There are six basic structures the scheduler uses in scheduling the CPU: 


The delayed work to do list is an ordered (by pollcount — see below) list of routines to call, together with a 
parameter for each routine. Routines called from this list run at software interrupt time. 


The work to do list is a first-in, first-out (FIFO) list of routines to call, together with a parameter for each 
routine. Routines called from this list run at process time. 


The run list consists of those threads that are ready to run at any given time. This is a FIFO list. Threads 
run from this list run at process time. 


The hardware poll list is a list of routines to be called to check on the status of different hardware 
components of the system. In contrast to all the other lists mentioned here, entries on this list remain on 
the list when their associated routines are called (i.e., they must be explicitly removed). Routines called 
from this list run at software interrupt time. 

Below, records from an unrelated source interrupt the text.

//! Work order API endpoints

use api_types::{
    expense::ExpenseReceipt,
    work_order::{WorkOrder, WorkOrderLink, WorkOrderNew},
};
use axum::{
    Json,
    extract::{Path, State},
    http::StatusCode,
};
use uuid::Uuid;

use crate::{ServerError, expenses::map_receipt, server::ServerState};

fn map_work_order(work_order: engine::WorkOrder) -> WorkOrder {
    WorkOrder {
        id: work_order.id,
        order_number: work_order.order_number,
        vehicle_plate: work_order.vehicle_plate,
        requested_on: work_order.requested_on,
        description: work_order.description,
        purchase_order_id: work_order.purchase_order_id,
    }
}

pub async fn create(
    State(state): State<ServerState>,
    Json(payload): Json<WorkOrderNew>,
) -> Result<(StatusCode, Json<WorkOrder>), ServerError> {
    let work_order = state
        .engine
        .create_work_order(
            &payload.order_number,
            &payload.vehicle_plate,
            payload.requested_on,
            &payload.description,
            payload.purchase_order_id,
        )
        .await?;
    Ok((StatusCode::CREATED, Json(map_work_order(work_order))))
}

/// Handle requests for (un)linking a work order to a purchase order
pub async fn link(
    State(state): State<ServerState>,
    Path(id): Path<Uuid>,
    Json(payload): Json<WorkOrderLink>,
) -> Result<Json<ExpenseReceipt>, ServerError> {
    let receipt = state
        .engine
        .link_work_order(id, payload.purchase_order_id)
        .await?;
    Ok(Json(map_receipt(receipt)))
}
use sea_orm::{DatabaseTransaction, TransactionTrait};
use serde::Serialize;

use crate::{EngineError, LedgerKey, Money, ResultEngine, util::normalize_plate};

use super::{Engine, ledger::resolve_allocation, with_tx};

/// Outcome of an overspend check.
#[derive(Clone, Debug, PartialEq, Eq, Serialize)]
#[serde(tag = "decision", rename_all = "snake_case")]
pub enum GuardDecision {
    Allowed,
    /// No active allocation resolves for the account and year.
    NoBudget { account_code: String, year: i32 },
    Insufficient { available: Money, required: Money },
}

impl GuardDecision {
    pub fn is_allowed(&self) -> bool {
        matches!(self, Self::Allowed)
    }

    pub fn into_result(self) -> ResultEngine<()> {
        match self {
            Self::Allowed => Ok(()),
            Self::NoBudget { account_code, year } => Err(EngineError::Configuration(format!(
                "no budget allocation for account {account_code} in {year}, assign a budget first"
            ))),
            Self::Insufficient {
                available,
                required,
            } => Err(EngineError::OverspendRejected {
                available,
                required,
            }),
        }
    }
}

/// Compares `required` with the available amount of the allocation `key`
/// resolves to. Never writes.
pub(super) async fn check(
    db: &DatabaseTransaction,
    key: &LedgerKey,
    required: Money,
) -> ResultEngine<GuardDecision> {
    let Some(allocation) = resolve_allocation(db, key).await? else {
        tracing::warn!(
            account = %key.account_code,
            year = key.year,
            "overspend guard: no budget configured"
        );
        return Ok(GuardDecision::NoBudget {
            account_code: key.account_code.clone(),
            year: key.year,
        });
    };

    let available = allocation.available();
    if required > available {
        tracing::warn!(
            allocation_id = %allocation.id,
            available = %available,
            required = %required,
            "overspend guard: rejected"
        );
        return Ok(GuardDecision::Insufficient {
            available,
            required,
        });
    }
    Ok(GuardDecision::Allowed)
}

impl Engine {
    /// Dry-run of the overspend guard for an additional expense of `required`
    /// on `account_code` in `year`, attributed to `vehicle_plate` if given.
    pub async fn check_overspend(
        &self,
        account_code: &str,
        vehicle_plate: Option<&str>,
        year: i32,
        required: Money,
    ) -> ResultEngine<GuardDecision> {
        let key = LedgerKey {
            year,
            account_code: account_code.trim().to_string(),
            vehicle_plate: vehicle_plate.map(normalize_plate).transpose()?,
        };
        with_tx!(self, |db_tx| check(&db_tx, &key, required).await)
    }
}
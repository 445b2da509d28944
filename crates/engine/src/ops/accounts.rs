use sea_orm::{DatabaseTransaction, QueryOrder, TransactionTrait, prelude::*};

use crate::{Account, EngineError, ResultEngine, accounts};

use super::{Engine, with_tx};

/// Fails with `KeyNotFound` unless `code` is a known account.
pub(super) async fn require_account(db: &DatabaseTransaction, code: &str) -> ResultEngine<()> {
    accounts::Entity::find_by_id(code.to_string())
        .one(db)
        .await?
        .ok_or_else(|| EngineError::KeyNotFound(format!("account {code}")))?;
    Ok(())
}

/// Checks an optional account reference and returns it trimmed.
pub(super) async fn require_optional_account(
    db: &DatabaseTransaction,
    code: Option<&str>,
) -> ResultEngine<Option<String>> {
    match code.map(str::trim).filter(|c| !c.is_empty()) {
        Some(code) => {
            require_account(db, code).await?;
            Ok(Some(code.to_string()))
        }
        None => Ok(None),
    }
}

impl Engine {
    /// Adds a budget account.
    pub async fn create_account(
        &self,
        code: &str,
        name: &str,
        description: Option<&str>,
    ) -> ResultEngine<Account> {
        let account = Account::new(code, name, description)?;
        with_tx!(self, |db_tx| {
            let exists = accounts::Entity::find_by_id(account.code.clone())
                .one(&db_tx)
                .await?
                .is_some();
            if exists {
                return Err(EngineError::ExistingKey(account.code));
            }
            accounts::ActiveModel::from(&account).insert(&db_tx).await?;
            Ok(account)
        })
    }

    pub async fn account(&self, code: &str) -> ResultEngine<Account> {
        with_tx!(self, |db_tx| {
            let model = accounts::Entity::find_by_id(code.trim().to_string())
                .one(&db_tx)
                .await?
                .ok_or_else(|| EngineError::KeyNotFound(format!("account {code}")))?;
            Ok(Account::from(model))
        })
    }

    /// All accounts ordered by code.
    pub async fn accounts(&self) -> ResultEngine<Vec<Account>> {
        with_tx!(self, |db_tx| {
            let models = accounts::Entity::find()
                .order_by_asc(accounts::Column::Code)
                .all(&db_tx)
                .await?;
            Ok(models.into_iter().map(Account::from).collect())
        })
    }
}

The low priority list consists of threads that are ready to run but have indicated that they should be run after 
everything else in the system has run. This list is also serviced in FIFO order. Threads run from this list 
run at process time. 


Pollcount is a monotonically increasing sequence number that is incremented by one for every yield call 
made. 


ThreadSwitch() will cause the calling thread to be enqueued on the run list if control is taken away from the calling 
thread. 


ThreadS witchLowPriority() will cause the calling thread to be enqueued on the low priority list if control is taken 
away from the calling thread. 


ThreadSwitchWithDelay() will cause an entry to be created and enqueued on the delayed work to do list. This entry 

will have its pollcount value set to the current pollcount incremented by the value of a system parameter (the so- 

called “handicap” value, nominally set to 50). This entry will point at a routine that takes as a parameter a thread 

handle and enqueues that thread on the run queue. 

Note that with the exception of the delayed work to do list, all the lists used by the scheduler have a constant 

insertion and removal time, helping make the scheduler efficient. The delayed work to do list has a variable insertion 

time, but the removal time is still constant. 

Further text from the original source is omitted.